Being a Blackhawks fan is something of a family tradition for Riley, who shares a love of the team with his grandfather and cousins.
Riley was just the right age in 2010 when the Blackhawks won the Stanley Cup, which sealed him as a fan.
He also has another connection to the team — he has an uncle who played hockey with Lethbridge NHLer Chris Versteeg, who had two stints in Chicago and won two Stanley Cups in that city.
“The trip got (Riley’s uncle) and Riley going about what he was going to do down there,” said Michael. “Family functions would turn into those two talking about Chicago.”
Michael said it was heartening for the family to be able to take the trip and recoup some of the family time lost during the summer last year due to his son’s illness.
“We didn’t get to do the normal things that the family does,” he said.
“When we got down there, and went to the United Centre, they treated us really nice.”
Leaving for Chicago at the end of February and returning home five days later, the Zimmers managed to pack a full-sized vacation into the time they had available.
On the morning of the game, a limo arrived to pick up Riley and his family.
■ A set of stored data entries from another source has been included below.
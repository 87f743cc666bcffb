//! Per-session sequence construction
//!
//! The core of the pipeline: each session's events are sorted into a
//! chronological arena and swept once to derive elapsed time, the prior
//! `order - 1` action codes, and the next-action label. Rows without full
//! lag context or without a following event are dropped, so a session of
//! length `L` contributes `max(0, L - order)` rows.
//!
//! Sessions are independent, so they are processed in parallel and the
//! per-session frames merged once at the end.

use crate::error::Result;
use crate::schema::SENTINEL_EVENT;
use polars::prelude::*;
use rayon::prelude::*;
use std::collections::HashMap;
use tracing::debug;

/// One event inside a session's chronological arena. `row` points back at
/// the source row so the original columns can be carried over.
#[derive(Debug, Clone, Copy)]
struct Event {
    row: IdxSize,
    timestamp: i64,
    event_type: i64,
}

/// Derives the lag and lead training columns for every session.
#[derive(Debug, Clone)]
pub struct SequenceBuilder {
    order: usize,
}

impl SequenceBuilder {
    /// `order` is the Markov order, at least 1. Validated upstream by
    /// [`crate::config::MarkovifyConfig::validate`].
    pub fn new(order: usize) -> Self {
        Self { order }
    }

    /// Column name of the `o`-th prior-action feature.
    pub fn lag_column(o: usize) -> String {
        format!("{o}prioraction")
    }

    fn lag_depth(&self) -> usize {
        self.order.saturating_sub(1)
    }

    /// Runs the sweep over every session and concatenates the surviving
    /// rows. The output keeps the input's full column set and appends
    /// `elapsedtime`, `totalelapsedtime`, the `1..order-1` prior-action
    /// columns, and `nextaction`.
    pub fn build(&self, df: &DataFrame) -> Result<DataFrame> {
        let sessions = partition_sessions(df)?;
        let n_sessions = sessions.len();

        let frames = sessions
            .into_par_iter()
            .map(|events| self.annotate_session(df, events))
            .collect::<Result<Vec<DataFrame>>>()?;

        // Zero-row seed fixes the output schema even when no session
        // survives the boundary filter.
        let mut out = self.annotate_session(df, Vec::new())?;
        for frame in &frames {
            out.vstack_mut(frame)?;
        }

        debug!(
            sessions = n_sessions,
            rows_in = df.height(),
            rows_out = out.height(),
            order = self.order,
            "built sequence features"
        );
        Ok(out)
    }

    /// Sweeps one chronologically sorted session and returns its surviving
    /// rows with the derived columns attached.
    fn annotate_session(&self, df: &DataFrame, events: Vec<Event>) -> Result<DataFrame> {
        let lag_depth = self.lag_depth();
        let len = events.len();

        let mut elapsed = vec![0i64; len];
        let mut total = vec![0i64; len];
        let mut lags = vec![vec![SENTINEL_EVENT; len]; lag_depth];
        let mut next = vec![SENTINEL_EVENT; len];

        for j in 0..len {
            if j > 0 {
                elapsed[j] = events[j].timestamp - events[j - 1].timestamp;
                total[j] = events[j].timestamp - events[0].timestamp;
            }
            for o in 1..=lag_depth {
                if j >= o {
                    lags[o - 1][j] = events[j - o].event_type;
                }
            }
            if j + 1 < len {
                next[j] = events[j + 1].event_type;
            }
        }

        let keep: Vec<usize> = (0..len)
            .filter(|&j| {
                next[j] != SENTINEL_EVENT && lags.iter().all(|lag| lag[j] != SENTINEL_EVENT)
            })
            .collect();
        let indices: Vec<IdxSize> = keep.iter().map(|&j| events[j].row).collect();

        let mut out = df.take(&IdxCa::from_vec("idx".into(), indices))?;
        out.with_column(Column::new("elapsedtime".into(), gather(&elapsed, &keep)))?;
        out.with_column(Column::new("totalelapsedtime".into(), gather(&total, &keep)))?;
        for o in 1..=lag_depth {
            out.with_column(Column::new(
                Self::lag_column(o).into(),
                gather(&lags[o - 1], &keep),
            ))?;
        }
        out.with_column(Column::new("nextaction".into(), gather(&next, &keep)))?;
        Ok(out)
    }
}

/// Groups rows by session id and sorts each group chronologically. Equal
/// timestamps keep their input order.
fn partition_sessions(df: &DataFrame) -> Result<Vec<Vec<Event>>> {
    let sessionid = df.column("sessionid")?.str()?;
    let createddate = df.column("createddate")?.i64()?;
    let eventtype = df.column("eventtype")?.i64()?;

    let mut slot_of: HashMap<&str, usize> = HashMap::new();
    let mut sessions: Vec<Vec<Event>> = Vec::new();

    for i in 0..df.height() {
        let sid = match sessionid.get(i) {
            Some(sid) => sid,
            None => continue,
        };
        let slot = *slot_of.entry(sid).or_insert_with(|| {
            sessions.push(Vec::new());
            sessions.len() - 1
        });
        sessions[slot].push(Event {
            row: i as IdxSize,
            timestamp: createddate.get(i).unwrap_or(0),
            event_type: eventtype.get(i).unwrap_or(SENTINEL_EVENT),
        });
    }

    for session in &mut sessions {
        session.sort_by_key(|e| (e.timestamp, e.row));
    }
    Ok(sessions)
}

fn gather(values: &[i64], keep: &[usize]) -> Vec<i64> {
    keep.iter().map(|&j| values[j]).collect()
}
//! Prior-session history indicator
//!
//! Flags whether the user behind a session had already started an earlier
//! session in the same dataset. The flag is computed per session and then
//! joined back onto every event row of that session.

use crate::error::Result;
use polars::prelude::*;
use std::collections::HashMap;
use tracing::debug;

#[derive(Debug)]
struct SessionStart {
    sessionid: String,
    userid: String,
    start: i64,
}

/// Adds a `hist_ind` column: 1 when the same user started a strictly
/// earlier session, 0 otherwise.
///
/// Two sessions of one user sharing the same start timestamp do not count
/// as history for each other; only a strictly earlier start does. A user's
/// first session always carries 0.
pub fn annotate_prior_history(df: &DataFrame) -> Result<DataFrame> {
    let sessionid = df.column("sessionid")?.str()?;
    let userid = df.column("userid")?.str()?;
    let createddate = df.column("createddate")?.i64()?;

    let mut starts: HashMap<(String, String), i64> = HashMap::new();
    for i in 0..df.height() {
        let key = (
            sessionid.get(i).unwrap_or("").to_string(),
            userid.get(i).unwrap_or("").to_string(),
        );
        let ts = createddate.get(i).unwrap_or(0);
        starts
            .entry(key)
            .and_modify(|t| {
                if ts < *t {
                    *t = ts;
                }
            })
            .or_insert(ts);
    }

    let mut ordered: Vec<SessionStart> = starts
        .into_iter()
        .map(|((sessionid, userid), start)| SessionStart {
            sessionid,
            userid,
            start,
        })
        .collect();
    ordered.sort_by(|a, b| {
        a.userid
            .cmp(&b.userid)
            .then(a.start.cmp(&b.start))
            .then(a.sessionid.cmp(&b.sessionid))
    });

    let mut flags: HashMap<(String, String), i64> = HashMap::with_capacity(ordered.len());
    for idx in 0..ordered.len() {
        let flag = if idx > 0 {
            let prev = &ordered[idx - 1];
            let cur = &ordered[idx];
            i64::from(prev.userid == cur.userid && prev.start < cur.start)
        } else {
            0
        };
        let cur = &ordered[idx];
        flags.insert((cur.sessionid.clone(), cur.userid.clone()), flag);
    }

    let hist: Vec<i64> = (0..df.height())
        .map(|i| {
            let key = (
                sessionid.get(i).unwrap_or("").to_string(),
                userid.get(i).unwrap_or("").to_string(),
            );
            flags.get(&key).copied().unwrap_or(0)
        })
        .collect();

    let with_history = hist.iter().filter(|&&f| f == 1).count();
    debug!(sessions = flags.len(), rows_with_history = with_history, "annotated prior history");

    let mut out = df.clone();
    out.with_column(Column::new("hist_ind".into(), hist))?;
    Ok(out)
}

#[cfg(test)]
mod tests {
    use super::*;

    fn hist_values(df: &DataFrame) -> Vec<i64> {
        df.column("hist_ind")
            .unwrap()
            .i64()
            .unwrap()
            .into_iter()
            .flatten()
            .collect()
    }

    #[test]
    fn test_first_session_carries_zero_later_sessions_one() {
        let df = df!(
            "sessionid" => &["s1", "s1", "s2", "s2"],
            "userid" => &["u1", "u1", "u1", "u1"],
            "createddate" => &[100i64, 150, 300, 320],
        )
        .unwrap();

        let annotated = annotate_prior_history(&df).unwrap();
        assert_eq!(hist_values(&annotated), vec![0, 0, 1, 1]);
    }

    #[test]
    fn test_history_does_not_cross_users() {
        let df = df!(
            "sessionid" => &["s1", "s2", "s3"],
            "userid" => &["u1", "u2", "u2"],
            "createddate" => &[100i64, 200, 900],
        )
        .unwrap();

        let annotated = annotate_prior_history(&df).unwrap();
        // u2's first session ignores u1's earlier one
        assert_eq!(hist_values(&annotated), vec![0, 0, 1]);
    }

    #[test]
    fn test_session_start_is_earliest_event() {
        // s2's earliest event predates s1's, despite later rows
        let df = df!(
            "sessionid" => &["s1", "s2", "s2"],
            "userid" => &["u1", "u1", "u1"],
            "createddate" => &[500i64, 50, 800],
        )
        .unwrap();

        let annotated = annotate_prior_history(&df).unwrap();
        assert_eq!(hist_values(&annotated), vec![1, 0, 0]);
    }

    #[test]
    fn test_equal_starts_do_not_count_as_history() {
        let df = df!(
            "sessionid" => &["s1", "s2"],
            "userid" => &["u1", "u1"],
            "createddate" => &[100i64, 100],
        )
        .unwrap();

        let annotated = annotate_prior_history(&df).unwrap();
        assert_eq!(hist_values(&annotated), vec![0, 0]);
    }

    #[test]
    fn test_row_count_and_columns_preserved() {
        let df = df!(
            "sessionid" => &["s1", "s2"],
            "userid" => &["u1", "u2"],
            "createddate" => &[10i64, 20],
        )
        .unwrap();

        let annotated = annotate_prior_history(&df).unwrap();
        assert_eq!(annotated.height(), 2);
        assert_eq!(annotated.width(), 4);
    }
}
They were taken to the United Centre where the Blackhawks play. He was given an opportunity to sit on the players bench and watch the team practise.
Then he hit the ice.
“He got dressed in his goalie gear and he got to go play net,” said Michael. “He’s got (a) Go Pro video of it, and the Chicago Blackhawks had (a camera crew) following him around.”
Riley had an opportunity to face off against some of his favourite Blackhawks players, including fan favourites Patrick Kane and Jonathan Toews.
“Kane deked him out and put one up high on him,” said Michael.
Riley spent about 30 minutes on the ice with his heroes and took part in a number of different drills and exercises.
“Once they saw Riley could stop a few, they started trying a little harder,” said Michael.
Even the coaching staff got in on the fun. During one drill, Michael said ‘Hawks assistant coach Kevin Dineen jokingly offered bonus points for any player who could knock the camera off Riley’s helmet.
“We’re so grateful for Make-A-Wish,” said Micheal. “I don’t know how easy or hard it is to approach organizations like the Chicago Blackhawks and ask for a wish, but the effort they put in made it very special for our family. We can’t thank them enough.”